Task prompt: The answer consists solely of the data below, reproduced exactly.

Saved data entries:
impl Default for Calculator {
    fn default() -> Self {
        Self::new()
    }
}

/// Fractional places `value` shows once trailing zeros are dropped
fn fraction_places(value: FixedValue) -> u8 {
    let mut fraction = value.fraction_raw().unsigned_abs();
    if fraction == 0 {
        return 0;
    }

    let mut places = FRACTION_DIGIT_CAP;
    while fraction % 10 == 0 {
        fraction /= 10;
        places -= 1;
    }
    places
}

/// Extend `value` by `step` away from zero, so negative operands keep their sign
fn grow(value: FixedValue, step: FixedValue) -> Result<FixedValue, CalcError> {
    if value.is_negative() {
        value.checked_sub(step)
    } else {
        value.checked_add(step)
    }
}

#[cfg(test)]
mod tests {
    use super::*;

    fn press(calc: &mut Calculator, commands: &[Command]) -> DisplayUpdate {
        let mut last = None;
        for command in commands {
            last = Some(calc.apply(*command));
        }
        last.unwrap()
    }

    #[test]
    fn test_initial_state() {
        let calc = Calculator::new();
        assert_eq!(calc.display(), "0.00");
        assert_eq!(calc.selected_key(), 13);
        assert_eq!(calc.operand_a(), FixedValue::ZERO);
        assert_eq!(calc.operand_b(), FixedValue::ZERO);
        assert_eq!(calc.pending_operator(), None);
        assert!(!calc.operator_entered());
        assert!(!calc.entering_fraction());
        assert!(!calc.previous_result_pending());
    }

    #[test]
    fn test_digits_shift_left() {
        let mut calc = Calculator::new();
        let update = press(&mut calc, &[Command::Digit(1), Command::Digit(2), Command::Digit(3)]);
        assert_eq!(update.text.as_str(), "123.00");
        assert_eq!(update.selected, None);
    }

    #[test]
    fn test_fraction_digits_capped() {
        let mut calc = Calculator::new();
        press(
            &mut calc,
            &[
                Command::Digit(3),
                Command::Decimal,
                Command::Digit(1),
                Command::Digit(4),
                Command::Digit(1),
            ],
        );
        assert_eq!(calc.display(), "3.14");
    }

    #[test]
    fn test_fraction_zero_digit_counts() {
        let mut calc = Calculator::new();
        press(
            &mut calc,
            &[Command::Digit(5), Command::Decimal, Command::Digit(0), Command::Digit(5)],
        );
        assert_eq!(calc.display(), "5.05");
    }

    #[test]
    fn test_digit_on_negative_grows_magnitude() {
        let mut calc = Calculator::new();
        press(
            &mut calc,
            &[
                Command::Digit(5),
                Command::Sign,
                Command::Digit(3),
                Command::Decimal,
                Command::Digit(2),
            ],
        );
        assert_eq!(calc.display(), "-53.20");
    }

    #[test]
    fn test_operator_switches_operand() {
        let mut calc = Calculator::new();
        let update = press(&mut calc, &[Command::Digit(4), Command::Operator(Operator::Mul)]);
        assert_eq!(update.text.as_str(), "*");
        assert!(calc.operator_entered());

        press(&mut calc, &[Command::Digit(2)]);
        assert_eq!(calc.operand_a(), FixedValue::from_int(4));
        assert_eq!(calc.operand_b(), FixedValue::from_int(2));
        assert_eq!(calc.display(), "2.00");
    }

    #[test]
    fn test_clear_entry_is_backspace() {
        let mut calc = Calculator::new();
        press(
            &mut calc,
            &[
                Command::Digit(1),
                Command::Digit(2),
                Command::Decimal,
                Command::Digit(3),
                Command::Digit(4),
                Command::ClearEntry,
            ],
        );
        assert_eq!(calc.display(), "1.00");
        // Still in fraction entry, counting from the first place again
        press(&mut calc, &[Command::Digit(5)]);
        assert_eq!(calc.display(), "1.50");
    }

    #[test]
    fn test_clear_entry_leaves_empty_fraction() {
        let mut calc = Calculator::new();
        press(&mut calc, &[Command::Digit(4), Command::Decimal, Command::ClearEntry]);
        assert!(!calc.entering_fraction());
        assert_eq!(calc.display(), "4.00");
        press(&mut calc, &[Command::Digit(2)]);
        assert_eq!(calc.display(), "42.00");
    }

    #[test]
    fn test_clear_all_only_active_operand() {
        let mut calc = Calculator::new();
        press(
            &mut calc,
            &[
                Command::Digit(9),
                Command::Operator(Operator::Sub),
                Command::Digit(4),
                Command::ClearAll,
            ],
        );
        assert_eq!(calc.operand_a(), FixedValue::from_int(9));
        assert_eq!(calc.operand_b(), FixedValue::ZERO);
        assert_eq!(calc.display(), "0.00");
    }

    #[test]
    fn test_sign_overflow_is_dropped() {
        let mut calc = Calculator::new();
        // -21474836.48 can only be reached by calculation
        press(
            &mut calc,
            &[
                Command::Digit(2),
                Command::Digit(1),
                Command::Digit(4),
                Command::Digit(7),
                Command::Digit(4),
                Command::Digit(8),
                Command::Digit(3),
                Command::Digit(6),
                Command::Decimal,
                Command::Digit(4),
                Command::Digit(8),
                Command::Sign,
            ],
        );
        // 21474836.48 is out of range, so the last digit was dropped
        assert_eq!(calc.display(), "-21474836.40");
        press(
            &mut calc,
            &[
                Command::Operator(Operator::Sub),
                Command::Decimal,
                Command::Digit(0),
                Command::Digit(8),
                Command::Equals,
                Command::Sign,
            ],
        );
        assert_eq!(calc.operand_a(), FixedValue::MIN);
        assert_eq!(calc.display(), "-21474836.48");
    }

    #[test]
    fn test_equals_without_operator_keeps_value() {
        let mut calc = Calculator::new();
        let update = press(&mut calc, &[Command::Digit(6), Command::Equals]);
        assert_eq!(update.text.as_str(), "6.00");
        assert!(calc.previous_result_pending());
        assert_eq!(calc.operand_a(), FixedValue::from_int(6));
    }

    #[test]
    fn test_error_literals() {
        let mut calc = Calculator::new();
        let update = press(
            &mut calc,
            &[Command::Digit(1), Command::Operator(Operator::Div), Command::Equals],
        );
        assert_eq!(update.text.as_str(), "Div By Zero");

        let update = press(
            &mut calc,
            &[
                Command::Digit(9),
                Command::Digit(9),
                Command::Operator(Operator::Pow),
                Command::Digit(9),
                Command::Equals,
            ],
        );
        assert_eq!(update.text.as_str(), "Overflow Error");
        assert_eq!(calc.operand_a(), FixedValue::ZERO);
        assert!(!calc.previous_result_pending());
    }

    #[test]
    fn test_fraction_places() {
        assert_eq!(fraction_places(FixedValue::from_int(7)), 0);
        assert_eq!(fraction_places(FixedValue::from_raw(750)), 1);
        assert_eq!(fraction_places(FixedValue::from_raw(-753)), 2);
        assert_eq!(fraction_places(FixedValue::from_raw(-5)), 2);
    }

    #[test]
    fn test_toggle_stays_in_fraction_of_result() {
        let config = CalculatorConfig::new(ChainPolicy::Append, DecimalPolicy::Toggle);
        let mut calc = Calculator::with_config(config);
        press(
            &mut calc,
            &[Command::Digit(7), Command::Decimal, Command::Digit(5), Command::Equals],
        );
        press(&mut calc, &[Command::Decimal, Command::Decimal]);
        assert!(calc.entering_fraction());
        press(&mut calc, &[Command::Digit(3)]);
        assert_eq!(calc.display(), "7.53");
    }

    #[test]
    fn test_navigation_keeps_display() {
        let mut calc = Calculator::new();
        press(&mut calc, &[Command::Digit(8)]);
        let update = calc.handle_event(Event::MoveSelection(Direction::Down));
        assert_eq!(update.text.as_str(), "8.00");
        assert_eq!(update.selected, Some(14));
        assert_eq!(calc.operand_a(), FixedValue::from_int(8));
    }
}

Answer for this exercise:
impl Default for Calculator {
    fn default() -> Self {
        Self::new()
    }
}

/// Fractional places `value` shows once trailing zeros are dropped
fn fraction_places(value: FixedValue) -> u8 {
    let mut fraction = value.fraction_raw().unsigned_abs();
    if fraction == 0 {
        return 0;
    }

    let mut places = FRACTION_DIGIT_CAP;
    while fraction % 10 == 0 {
        fraction /= 10;
        places -= 1;
    }
    places
}

/// Extend `value` by `step` away from zero, so negative operands keep their sign
fn grow(value: FixedValue, step: FixedValue) -> Result<FixedValue, CalcError> {
    if value.is_negative() {
        value.checked_sub(step)
    } else {
        value.checked_add(step)
    }
}

#[cfg(test)]
mod tests {
    use super::*;

    fn press(calc: &mut Calculator, commands: &[Command]) -> DisplayUpdate {
        let mut last = None;
        for command in commands {
            last = Some(calc.apply(*command));
        }
        last.unwrap()
    }

    #[test]
    fn test_initial_state() {
        let calc = Calculator::new();
        assert_eq!(calc.display(), "0.00");
        assert_eq!(calc.selected_key(), 13);
        assert_eq!(calc.operand_a(), FixedValue::ZERO);
        assert_eq!(calc.operand_b(), FixedValue::ZERO);
        assert_eq!(calc.pending_operator(), None);
        assert!(!calc.operator_entered());
        assert!(!calc.entering_fraction());
        assert!(!calc.previous_result_pending());
    }

    #[test]
    fn test_digits_shift_left() {
        let mut calc = Calculator::new();
        let update = press(&mut calc, &[Command::Digit(1), Command::Digit(2), Command::Digit(3)]);
        assert_eq!(update.text.as_str(), "123.00");
        assert_eq!(update.selected, None);
    }

    #[test]
    fn test_fraction_digits_capped() {
        let mut calc = Calculator::new();
        press(
            &mut calc,
            &[
                Command::Digit(3),
                Command::Decimal,
                Command::Digit(1),
                Command::Digit(4),
                Command::Digit(1),
            ],
        );
        assert_eq!(calc.display(), "3.14");
    }

    #[test]
    fn test_fraction_zero_digit_counts() {
        let mut calc = Calculator::new();
        press(
            &mut calc,
            &[Command::Digit(5), Command::Decimal, Command::Digit(0), Command::Digit(5)],
        );
        assert_eq!(calc.display(), "5.05");
    }

    #[test]
    fn test_digit_on_negative_grows_magnitude() {
        let mut calc = Calculator::new();
        press(
            &mut calc,
            &[
                Command::Digit(5),
                Command::Sign,
                Command::Digit(3),
                Command::Decimal,
                Command::Digit(2),
            ],
        );
        assert_eq!(calc.display(), "-53.20");
    }

    #[test]
    fn test_operator_switches_operand() {
        let mut calc = Calculator::new();
        let update = press(&mut calc, &[Command::Digit(4), Command::Operator(Operator::Mul)]);
        assert_eq!(update.text.as_str(), "*");
        assert!(calc.operator_entered());

        press(&mut calc, &[Command::Digit(2)]);
        assert_eq!(calc.operand_a(), FixedValue::from_int(4));
        assert_eq!(calc.operand_b(), FixedValue::from_int(2));
        assert_eq!(calc.display(), "2.00");
    }

    #[test]
    fn test_clear_entry_is_backspace() {
        let mut calc = Calculator::new();
        press(
            &mut calc,
            &[
                Command::Digit(1),
                Command::Digit(2),
                Command::Decimal,
                Command::Digit(3),
                Command::Digit(4),
                Command::ClearEntry,
            ],
        );
        assert_eq!(calc.display(), "1.00");
        // Still in fraction entry, counting from the first place again
        press(&mut calc, &[Command::Digit(5)]);
        assert_eq!(calc.display(), "1.50");
    }

    #[test]
    fn test_clear_entry_leaves_empty_fraction() {
        let mut calc = Calculator::new();
        press(&mut calc, &[Command::Digit(4), Command::Decimal, Command::ClearEntry]);
        assert!(!calc.entering_fraction());
        assert_eq!(calc.display(), "4.00");
        press(&mut calc, &[Command::Digit(2)]);
        assert_eq!(calc.display(), "42.00");
    }

    #[test]
    fn test_clear_all_only_active_operand() {
        let mut calc = Calculator::new();
        press(
            &mut calc,
            &[
                Command::Digit(9),
                Command::Operator(Operator::Sub),
                Command::Digit(4),
                Command::ClearAll,
            ],
        );
        assert_eq!(calc.operand_a(), FixedValue::from_int(9));
        assert_eq!(calc.operand_b(), FixedValue::ZERO);
        assert_eq!(calc.display(), "0.00");
    }

    #[test]
    fn test_sign_overflow_is_dropped() {
        let mut calc = Calculator::new();
        // -21474836.48 can only be reached by calculation
        press(
            &mut calc,
            &[
                Command::Digit(2),
                Command::Digit(1),
                Command::Digit(4),
                Command::Digit(7),
                Command::Digit(4),
                Command::Digit(8),
                Command::Digit(3),
                Command::Digit(6),
                Command::Decimal,
                Command::Digit(4),
                Command::Digit(8),
                Command::Sign,
            ],
        );
        // 21474836.48 is out of range, so the last digit was dropped
        assert_eq!(calc.display(), "-21474836.40");
        press(
            &mut calc,
            &[
                Command::Operator(Operator::Sub),
                Command::Decimal,
                Command::Digit(0),
                Command::Digit(8),
                Command::Equals,
                Command::Sign,
            ],
        );
        assert_eq!(calc.operand_a(), FixedValue::MIN);
        assert_eq!(calc.display(), "-21474836.48");
    }

    #[test]
    fn test_equals_without_operator_keeps_value() {
        let mut calc = Calculator::new();
        let update = press(&mut calc, &[Command::Digit(6), Command::Equals]);
        assert_eq!(update.text.as_str(), "6.00");
        assert!(calc.previous_result_pending());
        assert_eq!(calc.operand_a(), FixedValue::from_int(6));
    }

    #[test]
    fn test_error_literals() {
        let mut calc = Calculator::new();
        let update = press(
            &mut calc,
            &[Command::Digit(1), Command::Operator(Operator::Div), Command::Equals],
        );
        assert_eq!(update.text.as_str(), "Div By Zero");

        let update = press(
            &mut calc,
            &[
                Command::Digit(9),
                Command::Digit(9),
                Command::Operator(Operator::Pow),
                Command::Digit(9),
                Command::Equals,
            ],
        );
        assert_eq!(update.text.as_str(), "Overflow Error");
        assert_eq!(calc.operand_a(), FixedValue::ZERO);
        assert!(!calc.previous_result_pending());
    }

    #[test]
    fn test_fraction_places() {
        assert_eq!(fraction_places(FixedValue::from_int(7)), 0);
        assert_eq!(fraction_places(FixedValue::from_raw(750)), 1);
        assert_eq!(fraction_places(FixedValue::from_raw(-753)), 2);
        assert_eq!(fraction_places(FixedValue::from_raw(-5)), 2);
    }

    #[test]
    fn test_toggle_stays_in_fraction_of_result() {
        let config = CalculatorConfig::new(ChainPolicy::Append, DecimalPolicy::Toggle);
        let mut calc = Calculator::with_config(config);
        press(
            &mut calc,
            &[Command::Digit(7), Command::Decimal, Command::Digit(5), Command::Equals],
        );
        press(&mut calc, &[Command::Decimal, Command::Decimal]);
        assert!(calc.entering_fraction());
        press(&mut calc, &[Command::Digit(3)]);
        assert_eq!(calc.display(), "7.53");
    }

    #[test]
    fn test_navigation_keeps_display() {
        let mut calc = Calculator::new();
        press(&mut calc, &[Command::Digit(8)]);
        let update = calc.handle_event(Event::MoveSelection(Direction::Down));
        assert_eq!(update.text.as_str(), "8.00");
        assert_eq!(update.selected, Some(14));
        assert_eq!(calc.operand_a(), FixedValue::from_int(8));
    }
}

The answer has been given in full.